The Couch or The Yoga Mat:
Yoga Therapy vs Psychotherapy

Can yoga take the place of a psychotherapy, particularly if engaging a body-mind modality like Phoenix Rising Yoga Therapy?

There seem to be many case studies and reports from clients that indicate a session on the yoga mat might well be more productive than hours on the couch. In the book “Beyond Talk Therapy – Using Movement and Expressive Techniques in Clinical Practice” (and published by the American Psychological Association), Michael Lee in his chapter on Phoenix Rising Yoga Therapy cites two case studies. In one of the cases a 40 year old man finds a lifetime burden is literally “lifted from his shoulders” during the course of his Phoenix Rising session. In another case, a determined and successful career woman lacking an expression of joy in her life is reconnected with her childlike creative and passionate “little girl” as she is guided through a body-scan. These studies seem to indicate on first looking that this new body-mind approach to yoga is indeed an effective replacement of more traditional approaches. Deeper searching suggests otherwise.

“Many people derive tremendous benefit and often change their lives in very dramatic ways as a result of their Phoenix Rising sessions, ” says Michael, “but this does not mean Phoenix Rising Yoga Therapy is a replacement for psychotherapy or that our yoga therapists are entering the domain of psychotherapy. There are some very clear differences between the practices. Both have their place in the overall spectrum of healing and bring different things to their clients. We feel its very important to be clear about the distinctions and we train our practitioners accordingly.”

Quinn Sale, M.A. has a foot in both worlds as a licensed professional counselor and teacher of family therapy in Williamsburg, Virginia and also as a practicing Phoenix Rising Yoga Therapist. She also serves as a Clinical Consultant to Phoenix Rising and is a member of faculty, leading a post-graduate workshop for Phoenix Rising practitioners on the use of the modality with abuse survivors.

“In my own caseload, ” says Quinn, ” I make a clear distinction between my yoga therapy and my psychotherapy clients. I do not attempt to integrate the modalities because they are quite dissimilar. Particularly in these days of managed care, psychotherapists are expected to assess, diagnose, and develop a treatment plan to remedy the client’s presenting problem. Most clients present with a specific dilemma, expecting the counselor to suggest a solution. Hierarchy is inherent in this relationship as the counselor must choreograph the desired change, whether that is through a cognitive, behavioral, family systems, gestalt, object relations or other therapeutic lens.
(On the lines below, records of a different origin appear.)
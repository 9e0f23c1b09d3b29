//! Provider configuration resolved from the environment.
//!
//! Every knob has a default that matches a stock macOS install. Resolution
//! goes through a lookup closure so tests can supply variables without
//! touching the process environment; CLI flags are applied on top by the
//! binary.

use anyhow::{Context, Result, bail};
use std::env;
use std::ffi::OsString;
use std::path::PathBuf;
use std::time::Duration;

pub const ENV_SDEF_DIR: &str = "SDEF_READER_DIR";
pub const ENV_APP_DIRS: &str = "SDEF_READER_APP_DIRS";
pub const ENV_SDEF_BIN: &str = "SDEF_READER_SDEF_BIN";
pub const ENV_TIMEOUT_SECS: &str = "SDEF_READER_TIMEOUT_SECS";

pub const DEFAULT_SDEF_PROGRAM: &str = "sdef";
pub const DEFAULT_EXTRACT_TIMEOUT: Duration = Duration::from_secs(30);
pub const LOCATE_TIMEOUT: Duration = Duration::from_secs(10);

#[derive(Clone, Debug, PartialEq, Eq)]
pub struct ProviderConfig {
    /// Serve pre-extracted `<app>.sdef` files from here instead of the host.
    pub sdef_dir: Option<PathBuf>,
    /// Directories probed for `<app>.app` when Spotlight has no answer.
    pub app_dirs: Vec<PathBuf>,
    pub sdef_program: OsString,
    pub extract_timeout: Duration,
}

impl Default for ProviderConfig {
    fn default() -> Self {
        Self {
            sdef_dir: None,
            app_dirs: default_app_dirs(env::var_os("HOME")),
            sdef_program: OsString::from(DEFAULT_SDEF_PROGRAM),
            extract_timeout: DEFAULT_EXTRACT_TIMEOUT,
        }
    }
}

impl ProviderConfig {
    /// Resolve configuration from the process environment.
    pub fn from_env() -> Result<Self> {
        Self::from_lookup(|key| env::var_os(key))
    }

    /// Resolve configuration from an arbitrary variable source.
    ///
    /// Empty values count as unset.
    pub fn from_lookup(lookup: impl Fn(&str) -> Option<OsString>) -> Result<Self> {
        let get = |key: &str| lookup(key).filter(|value| !value.is_empty());

        let app_dirs = match get(ENV_APP_DIRS) {
            Some(raw) => env::split_paths(&raw).collect(),
            None => default_app_dirs(lookup("HOME")),
        };

        let extract_timeout = match get(ENV_TIMEOUT_SECS) {
            Some(raw) => {
                let raw = raw
                    .into_string()
                    .map_err(|_| anyhow::anyhow!("{ENV_TIMEOUT_SECS} is not valid UTF-8"))?;
                parse_timeout_secs(&raw).with_context(|| format!("invalid {ENV_TIMEOUT_SECS}"))?
            }
            None => DEFAULT_EXTRACT_TIMEOUT,
        };

        Ok(Self {
            sdef_dir: get(ENV_SDEF_DIR).map(PathBuf::from),
            app_dirs,
            sdef_program: get(ENV_SDEF_BIN).unwrap_or_else(|| OsString::from(DEFAULT_SDEF_PROGRAM)),
            extract_timeout,
        })
    }
}

/// Parse a whole, positive number of seconds.
pub fn parse_timeout_secs(raw: &str) -> Result<Duration> {
    let secs: u64 = raw
        .trim()
        .parse()
        .with_context(|| format!("'{raw}' is not a whole number of seconds"))?;
    if secs == 0 {
        bail!("timeout must be at least one second");
    }
    Ok(Duration::from_secs(secs))
}

/// `/Applications`, `/System/Applications`, then `~/Applications` when HOME
/// is known.
pub fn default_app_dirs(home: Option<OsString>) -> Vec<PathBuf> {
    let mut dirs = vec![
        PathBuf::from("/Applications"),
        PathBuf::from("/System/Applications"),
    ];
    if let Some(home) = home.filter(|h| !h.is_empty()) {
        dirs.push(PathBuf::from(home).join("Applications"));
    }
    dirs
}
Since the client, referral source and insurance company expect results, the therapist must take charge of the treatment and direct the client toward changes intended to remedy the presenting problem.”

Quinn carefully points our that, “the relationship between a Phoenix Rising Yoga Therapy practitioner and client is quite different. (Here) the practitioner does not offer direction, therapeutic assessment, treatment plans or interpretation. The practitioner does not take responsibility for solving any particular physical, mental, emotional or relationship problem. The practitioner’s role is fourfold:

  1. Be fully present to the client’s exploration of her/his body-mind experience during their time together;
  2. Support the client in learning how to “read” the body’s messages;
  3. Physically support the client in hatha yoga postures chosen to explore and open parts of the body;
  4. Empower the client to integrate the somatic experience into his/her life.”
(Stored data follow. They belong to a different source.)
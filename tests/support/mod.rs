#![allow(dead_code)]

use anyhow::{Context, Result, bail};
use sdef_reader::{DictionaryService, DirectoryProvider};
use std::io::Write;
use std::path::{Path, PathBuf};
use std::process::{Command, Output, Stdio};

pub fn fixtures_dir() -> PathBuf {
    Path::new(env!("CARGO_MANIFEST_DIR"))
        .join("tests")
        .join("fixtures")
}

/// Service over the checked-in `.sdef` fixtures.
pub fn fixture_service() -> DictionaryService {
    DictionaryService::new(Box::new(DirectoryProvider::new(fixtures_dir())))
}

/// The built CLI with the fixture directory preselected.
pub fn reader_command() -> Command {
    let mut cmd = Command::new(env!("CARGO_BIN_EXE_sdef-reader"));
    cmd.arg("--sdef-dir")
        .arg(fixtures_dir())
        .env_remove("RUST_LOG")
        .env_remove("SDEF_READER_DIR")
        .env_remove("SDEF_READER_TIMEOUT_SECS");
    cmd
}

pub fn run_command(mut cmd: Command) -> Result<Output> {
    let output = cmd
        .output()
        .with_context(|| format!("failed to run command: {:?}", cmd))?;
    if output.status.success() {
        Ok(output)
    } else {
        bail!(
            "command {:?} failed: status {:?}\nstdout: {}\nstderr: {}",
            cmd,
            output.status.code(),
            String::from_utf8_lossy(&output.stdout),
            String::from_utf8_lossy(&output.stderr)
        )
    }
}

/// Run `cmd` with `input` on stdin and collect its output, whatever the exit
/// status.
pub fn run_with_stdin(mut cmd: Command, input: &str) -> Result<Output> {
    let mut child = cmd
        .stdin(Stdio::piped())
        .stdout(Stdio::piped())
        .stderr(Stdio::piped())
        .spawn()
        .with_context(|| format!("failed to spawn command: {:?}", cmd))?;
    child
        .stdin
        .take()
        .context("child stdin unavailable")?
        .write_all(input.as_bytes())
        .context("failed to write child stdin")?;
    child.wait_with_output().context("failed to wait for child")
}

pub fn stdout_text(output: &Output) -> String {
    String::from_utf8_lossy(&output.stdout).into_owned()
}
From what Quinn says its easy to see that a major difference lies in the INTENTION held by the practitioner and the resulting unwritten CONTRACT with the client. Part of the distinction also relates to the issue of power. In the Phoenix Rising context the power is clearly with the client as person to determine the outcome of the session.

“In order to fulfill this role,” Quinn explains, “the practitioner utilizes certain techniques which are quite different from those used in psychotherapy. These include centering meditation, body scanning, yoga posture work that is physically supported by the practitioner, dialoguing techniques intended to facilitate the client’s body awareness, and integration of the somatic experience into life. The dialoguing techniques, which distinguish Phoenix Rising Yoga Therapy from other forms of body work, are basically reflective listening and are Rogerian in origin. Therefore, they are nondirective and client-centered. Much of the Phoenix Rising training program focuses on the strict application of these simple techniques. Students are repeatedly cautioned against making interpretations, offering suggestions, or giving any guidance about how what showed up on the yoga mat might apply to their clients’ lives. Thus the client learns to rely upon their own resources and inner wisdom rather than on the practitioner. Therefore, the format of sessions and the relationship between practitioner-client differ significantly from psychotherapy.”

All of this could very well mean that for a particular client the results they obtain from receiving Phoenix Rising Yoga Therapy sessions, might well be very similar to what they might gain from psychotherapy. But while the destination might be the same the journey would have been very different.